Her borrowed dress was too big for her. It completely covered her feet and was a little loose at the waist and hips. But the color suited her, and so did the simplicity of the design. It emphasized the trim perfection of her figure. Her blond hair was curlier than usual. The damp must have got to it despite the bonnet she had worn and the umbrella she had held as she came hurtling up across the lawn. Her cheeks were flushed, her blue eyes wide, her lips slightly parted.

Like a foolish schoolboy, he crossed both sets of fingers on each hand behind his back and even the thumbs of his two hands.

“I came,” he said.

Good Lord! If there were an orator-of-the-year award, he would be in dire danger of winning it.

She said nothing, which was hardly surprising.

He cleared his throat.

“You did not write,” he said.

“No.”

He waited.

“No,” she said again. “There was no need. I told you there would not be.”

He was ridiculously disappointed.

“Good.” He nodded curtly.

And silence descended. Why was it that silence sometimes felt like a physical thing with a weight of its own? Not that there was real silence. He could hear the rain lashing down against the window panes.

“My sister is nineteen,” he said. “She has never had much of a social life.
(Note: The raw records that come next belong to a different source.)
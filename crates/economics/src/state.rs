//! Parameter & invariant store.
//!
//! Typed access to every record the keeper persists. All reads and writes of
//! the supply counters go through here, which is where conservation is
//! checked.

use crate::errors::{MonetaryError, Result};
use crate::params::MonetaryParams;
use crate::records::{
    BurnRecord, ChainState, EmissionRecord, EmissionTotals, PendingPacket, ProcessedReport,
    SupplyCounters, TxVolumeMeta,
};
use crate::context::BlockTelemetry;
use serde::{Deserialize, Serialize};
use tracing::error;
use trichain_storage::keys::{self, sequence_of};
use trichain_storage::{get_json, get_u128, get_u64, put_json, put_u128, put_u64, KvStore};
use trichain_treasury::{FeeTotals, TreasuryState};
use trichain_types::{Amount, BurnSource, ChainId};

/// Result of [`MonetaryState::audit`].
#[derive(Debug, Clone, PartialEq, Eq, Serialize, Deserialize)]
pub struct SupplyAudit {
    pub counters: SupplyCounters,
    pub conserved: bool,
    pub within_cap: bool,
    pub burned_by_source_total: Amount,
    pub burn_records_total: Amount,
    /// Per-source aggregates add up to the burn records.
    pub aggregates_consistent: bool,
    pub burn_records: u64,
}

pub struct MonetaryState<'a> {
    store: &'a dyn KvStore,
}

impl<'a> MonetaryState<'a> {
    pub fn new(store: &'a dyn KvStore) -> Self {
        Self { store }
    }

    // ---------------------------------------------------------------------
    // Parameters and counters
    // ---------------------------------------------------------------------

    pub fn is_initialized(&self) -> Result<bool> {
        Ok(self.store.get(keys::PARAMS_KEY)?.is_some())
    }

    /// Stored parameter record, without refreshing the supply snapshot.
    pub fn stored_params(&self) -> Result<Option<MonetaryParams>> {
        Ok(get_json(self.store, keys::PARAMS_KEY)?)
    }

    /// Current parameters with the supply snapshot taken from the live counters.
    pub fn params(&self) -> Result<MonetaryParams> {
        let mut params = self.stored_params()?.unwrap_or_default();
        let supply = self.supply()?;
        params.current_supply = supply.current_supply;
        params.total_minted = supply.total_minted;
        params.total_burned = supply.total_burned;
        Ok(params)
    }

    pub fn put_params(&self, params: &MonetaryParams) -> Result<()> {
        put_json(self.store, keys::PARAMS_KEY, params)?;
        Ok(())
    }

    pub fn supply(&self) -> Result<SupplyCounters> {
        Ok(SupplyCounters {
            current_supply: get_u128(self.store, keys::CURRENT_SUPPLY_KEY)?,
            total_minted: get_u128(self.store, keys::TOTAL_MINTED_KEY)?,
            total_burned: get_u128(self.store, keys::TOTAL_BURNED_KEY)?,
        })
    }

    /// Write the counters; refuses any state that breaks conservation.
    pub fn put_supply(&self, supply: &SupplyCounters) -> Result<()> {
        if !supply.is_conserved() {
            error!(
                target: "monetary",
                current = %supply.current_supply,
                minted = %supply.total_minted,
                burned = %supply.total_burned,
                "refusing to persist non-conserving supply"
            );
            return Err(MonetaryError::ConservationViolation {
                current: supply.current_supply,
                minted: supply.total_minted,
                burned: supply.total_burned,
            });
        }
        put_u128(self.store, keys::CURRENT_SUPPLY_KEY, supply.current_supply)?;
        put_u128(self.store, keys::TOTAL_MINTED_KEY, supply.total_minted)?;
        put_u128(self.store, keys::TOTAL_BURNED_KEY, supply.total_burned)?;
        Ok(())
    }

    /// Record `amount` of new supply.
    pub fn add_minted(&self, amount: Amount) -> Result<SupplyCounters> {
        let mut supply = self.supply()?;
        supply.current_supply = supply
            .current_supply
            .checked_add(amount)
            .ok_or_else(|| MonetaryError::overflow("current supply"))?;
        supply.total_minted = supply
            .total_minted
            .checked_add(amount)
            .ok_or_else(|| MonetaryError::overflow("total minted"))?;
        self.put_supply(&supply)?;
        Ok(supply)
    }

    /// Record `amount` of destroyed supply.
    pub fn add_burned(&self, amount: Amount) -> Result<SupplyCounters> {
        let mut supply = self.supply()?;
        supply.current_supply = supply.current_supply.checked_sub(amount).ok_or(
            MonetaryError::InsufficientSupply {
                requested: amount,
                current: supply.current_supply,
            },
        )?;
        supply.total_burned = supply
            .total_burned
            .checked_add(amount)
            .ok_or_else(|| MonetaryError::overflow("total burned"))?;
        self.put_supply(&supply)?;
        Ok(supply)
    }

    // ---------------------------------------------------------------------
    // Burn aggregates and records
    // ---------------------------------------------------------------------

    pub fn burned_by_source(&self, source: BurnSource) -> Result<Amount> {
        Ok(get_u128(self.store, &keys::burn_by_source_key(source))?)
    }

    pub fn burned_by_chain(&self, chain: &ChainId) -> Result<Amount> {
        Ok(get_u128(self.store, &keys::burn_by_chain_key(chain))?)
    }

    pub fn add_burn_aggregates(
        &self,
        source: BurnSource,
        chain: &ChainId,
        amount: Amount,
    ) -> Result<()> {
        let by_source = self
            .burned_by_source(source)?
            .checked_add(amount)
            .ok_or_else(|| MonetaryError::overflow("burn by source"))?;
        let by_chain = self
            .burned_by_chain(chain)?
            .checked_add(amount)
            .ok_or_else(|| MonetaryError::overflow("burn by chain"))?;
        put_u128(self.store, &keys::burn_by_source_key(source), by_source)?;
        put_u128(self.store, &keys::burn_by_chain_key(chain), by_chain)?;
        Ok(())
    }

    /// Chains with a recorded burn aggregate, in key order.
    pub fn burned_by_chains(&self) -> Result<Vec<(ChainId, Amount)>> {
        let mut out = Vec::new();
        for (key, value) in self.store.prefix_scan(&[keys::BURN_BY_CHAIN_PREFIX])? {
            let raw = String::from_utf8(key[1..].to_vec()).ok();
            match raw.and_then(|s| ChainId::new(s).ok()) {
                Some(chain) => out.push((chain, keys::decode_u128(&key, &value)?)),
                None => {
                    return Err(trichain_storage::StorageError::corrupted(&key, "bad chain id").into())
                }
            }
        }
        Ok(out)
    }

    /// Hand out the next burn identifier. Identifiers start at 1.
    pub fn next_burn_id(&self) -> Result<u64> {
        self.next_sequence(keys::NEXT_BURN_ID_KEY)
    }

    pub fn next_emission_id(&self) -> Result<u64> {
        self.next_sequence(keys::NEXT_EMISSION_ID_KEY)
    }

    pub fn next_packet_sequence(&self) -> Result<u64> {
        self.next_sequence(keys::NEXT_PACKET_SEQ_KEY)
    }

    fn next_sequence(&self, key: &[u8]) -> Result<u64> {
        let id = get_u64(self.store, key)?.max(1);
        let next = id
            .checked_add(1)
            .ok_or_else(|| MonetaryError::overflow("sequence counter"))?;
        put_u64(self.store, key, next)?;
        Ok(id)
    }

    /// Make sure future identifiers start above `id`.
    pub fn bump_sequence_past(&self, key: &[u8], id: u64) -> Result<()> {
        let current = get_u64(self.store, key)?;
        if id >= current {
            let next = id
                .checked_add(1)
                .ok_or_else(|| MonetaryError::overflow("sequence counter"))?;
            put_u64(self.store, key, next)?;
        }
        Ok(())
    }

    pub fn put_burn_record(&self, record: &BurnRecord) -> Result<()> {
        put_json(self.store, &keys::burn_record_key(record.id), record)?;
        Ok(())
    }

    pub fn burn_record(&self, id: u64) -> Result<Option<BurnRecord>> {
        Ok(get_json(self.store, &keys::burn_record_key(id))?)
    }

    /// Burn records with id greater than `after`, ascending, at most `limit`.
    pub fn burn_records(&self, after: Option<u64>, limit: Option<usize>) -> Result<Vec<BurnRecord>> {
        self.records_page(keys::BURN_RECORD_PREFIX, after, limit, keys::burn_record_key)
    }

    pub fn put_emission_record(&self, record: &EmissionRecord) -> Result<()> {
        put_json(self.store, &keys::emission_record_key(record.id), record)?;
        Ok(())
    }

    pub fn emission_records(
        &self,
        after: Option<u64>,
        limit: Option<usize>,
    ) -> Result<Vec<EmissionRecord>> {
        self.records_page(
            keys::EMISSION_RECORD_PREFIX,
            after,
            limit,
            keys::emission_record_key,
        )
    }

    fn records_page<T: serde::de::DeserializeOwned>(
        &self,
        prefix: u8,
        after: Option<u64>,
        limit: Option<usize>,
        key_of: fn(u64) -> Vec<u8>,
    ) -> Result<Vec<T>> {
        let start = match after {
            Some(u64::MAX) => return Ok(Vec::new()),
            Some(id) => Some(key_of(id + 1)),
            None => None,
        };
        self.store
            .scan(&[prefix], start.as_deref(), limit)?
            .into_iter()
            .map(|(_, value)| serde_json::from_slice(&value).map_err(MonetaryError::from))
            .collect()
    }

    pub fn emission_totals(&self) -> Result<EmissionTotals> {
        Ok(get_json(self.store, keys::EMISSION_TOTALS_KEY)?.unwrap_or_default())
    }

    pub fn put_emission_totals(&self, totals: &EmissionTotals) -> Result<()> {
        put_json(self.store, keys::EMISSION_TOTALS_KEY, totals)?;
        Ok(())
    }

    // ---------------------------------------------------------------------
    // Treasury and fees
    // ---------------------------------------------------------------------

    pub fn treasury(&self) -> Result<TreasuryState> {
        get_json(self.store, keys::TREASURY_STATE_KEY)?
            .ok_or_else(|| MonetaryError::InvalidAddress("treasury address is not configured".into()))
    }

    pub fn put_treasury(&self, treasury: &TreasuryState) -> Result<()> {
        put_json(self.store, keys::TREASURY_STATE_KEY, treasury)?;
        Ok(())
    }

    pub fn fee_totals(&self) -> Result<FeeTotals> {
        Ok(get_json(self.store, keys::FEE_TOTALS_KEY)?.unwrap_or_default())
    }

    pub fn put_fee_totals(&self, totals: &FeeTotals) -> Result<()> {
        put_json(self.store, keys::FEE_TOTALS_KEY, totals)?;
        Ok(())
    }

    pub fn last_telemetry(&self) -> Result<Option<BlockTelemetry>> {
        Ok(get_json(self.store, keys::LAST_TELEMETRY_KEY)?)
    }

    pub fn put_last_telemetry(&self, telemetry: &BlockTelemetry) -> Result<()> {
        put_json(self.store, keys::LAST_TELEMETRY_KEY, telemetry)?;
        Ok(())
    }

    // ---------------------------------------------------------------------
    // Cross-chain state
    // ---------------------------------------------------------------------

    pub fn chain_state(&self, chain: &ChainId) -> Result<Option<ChainState>> {
        Ok(get_json(self.store, &keys::chain_state_key(chain))?)
    }

    pub fn put_chain_state(&self, state: &ChainState) -> Result<()> {
        put_json(self.store, &keys::chain_state_key(&state.chain_id), state)?;
        Ok(())
    }

    pub fn chain_states(&self) -> Result<Vec<ChainState>> {
        self.store
            .prefix_scan(&[keys::CHAIN_STATE_PREFIX])?
            .into_iter()
            .map(|(_, value)| serde_json::from_slice(&value).map_err(MonetaryError::from))
            .collect()
    }

    pub fn processed_report(&self, chain: &ChainId, tx_hash: &str) -> Result<Option<ProcessedReport>> {
        Ok(get_json(self.store, &keys::processed_report_key(chain, tx_hash))?)
    }

    pub fn put_processed_report(&self, report: &ProcessedReport) -> Result<()> {
        put_json(
            self.store,
            &keys::processed_report_key(&report.chain_id, &report.tx_hash),
            report,
        )?;
        Ok(())
    }

    pub fn processed_reports(&self) -> Result<Vec<ProcessedReport>> {
        self.store
            .prefix_scan(&[keys::PROCESSED_REPORT_PREFIX])?
            .into_iter()
            .map(|(_, value)| serde_json::from_slice(&value).map_err(MonetaryError::from))
            .collect()
    }

    pub fn pending_packet(&self, sequence: u64) -> Result<Option<PendingPacket>> {
        Ok(get_json(self.store, &keys::pending_packet_key(sequence))?)
    }

    pub fn put_pending_packet(&self, packet: &PendingPacket) -> Result<()> {
        put_json(self.store, &keys::pending_packet_key(packet.sequence), packet)?;
        Ok(())
    }

    pub fn remove_pending_packet(&self, sequence: u64) -> Result<()> {
        self.store.delete(&keys::pending_packet_key(sequence))?;
        Ok(())
    }

    /// All pending packets in sequence order.
    pub fn pending_packets(&self) -> Result<Vec<PendingPacket>> {
        self.store
            .prefix_scan(&[keys::PENDING_PACKET_PREFIX])?
            .into_iter()
            .map(|(_, value)| serde_json::from_slice(&value).map_err(MonetaryError::from))
            .collect()
    }

    // ---------------------------------------------------------------------
    // Transaction-volume ring
    // ---------------------------------------------------------------------

    pub fn tx_volume_meta(&self) -> Result<Option<TxVolumeMeta>> {
        Ok(get_json(self.store, keys::TX_VOLUME_META_KEY)?)
    }

    pub fn put_tx_volume_meta(&self, meta: &TxVolumeMeta) -> Result<()> {
        put_json(self.store, keys::TX_VOLUME_META_KEY, meta)?;
        Ok(())
    }

    pub fn tx_volume_slot(&self, slot: u64) -> Result<u64> {
        Ok(get_u64(self.store, &keys::tx_volume_slot_key(slot))?)
    }

    pub fn put_tx_volume_slot(&self, slot: u64, count: u64) -> Result<()> {
        put_u64(self.store, &keys::tx_volume_slot_key(slot), count)?;
        Ok(())
    }

    // ---------------------------------------------------------------------
    // Audit
    // ---------------------------------------------------------------------

    /// Recompute aggregates from the records and check the standing invariants.
    pub fn audit(&self) -> Result<SupplyAudit> {
        let counters = self.supply()?;
        let cap = self.stored_params()?.map(|p| p.supply_cap).unwrap_or(0);

        let mut burned_by_source_total: Amount = 0;
        for source in BurnSource::ALL {
            burned_by_source_total = burned_by_source_total.saturating_add(self.burned_by_source(source)?);
        }

        let mut burn_records_total: Amount = 0;
        let mut burn_records = 0u64;
        for (key, value) in self.store.prefix_scan(&[keys::BURN_RECORD_PREFIX])? {
            let record: BurnRecord = serde_json::from_slice(&value)?;
            if sequence_of(&key) != Some(record.id) {
                return Err(trichain_storage::StorageError::corrupted(&key, "record id mismatch").into());
            }
            burn_records_total = burn_records_total.saturating_add(record.burned());
            burn_records += 1;
        }

        Ok(SupplyAudit {
            conserved: counters.is_conserved(),
            within_cap: cap == 0 || counters.current_supply <= cap,
            burned_by_source_total,
            burn_records_total,
            aggregates_consistent: burned_by_source_total == burn_records_total,
            burn_records,
            counters,
        })
    }
}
My father used to take her to visit our relatives when he was still alive, but since then she has remained essentially at home with her mother, who is always ailing and likes to keep Constance by her side. I am now her guardian—my sister’s, that is. And she needs a social life beyond mere family.”

“I know,” she said. “You explained this to me at Penderris. It is one of your reasons for wanting to marry a woman of your own kind. A practical, capable woman, I believe you said.”

“But she—Constance—is not content to meet her own kind,” he said. “If she were, all would be well. Our relatives would take her about with them and introduce her to all kinds of eligible men, and I would not need to marry after all. Not for that reason, anyway.”

“But—?” She made a question of it.

“She has her heart set upon attending at least one ton ball,” he said. “She believes my title will make it possible. I have promised her that I will make it happen.”

“You are Lord Trentham,” she said, “and the hero of Badajoz. Of course you can make it happen. You have connections.”

“All of them men.” He grimaced slightly. “What if one ball is not enough? What if she is invited elsewhere after that first? What if she acquires a beau?”

“It is altogether possible that she will,” she said. “Your father was very wealthy, you told me. Is she pretty?”

“Yes,” he said. He licked his lips. “I need a wife. A woman who is accustomed to the life of the beau monde. A lady.”

There was a short silence again, and Hugo wished he had rehearsed what he would say. He had the feeling that he had gone about this all wrong. But it was too late now to start again. He could only plow onward.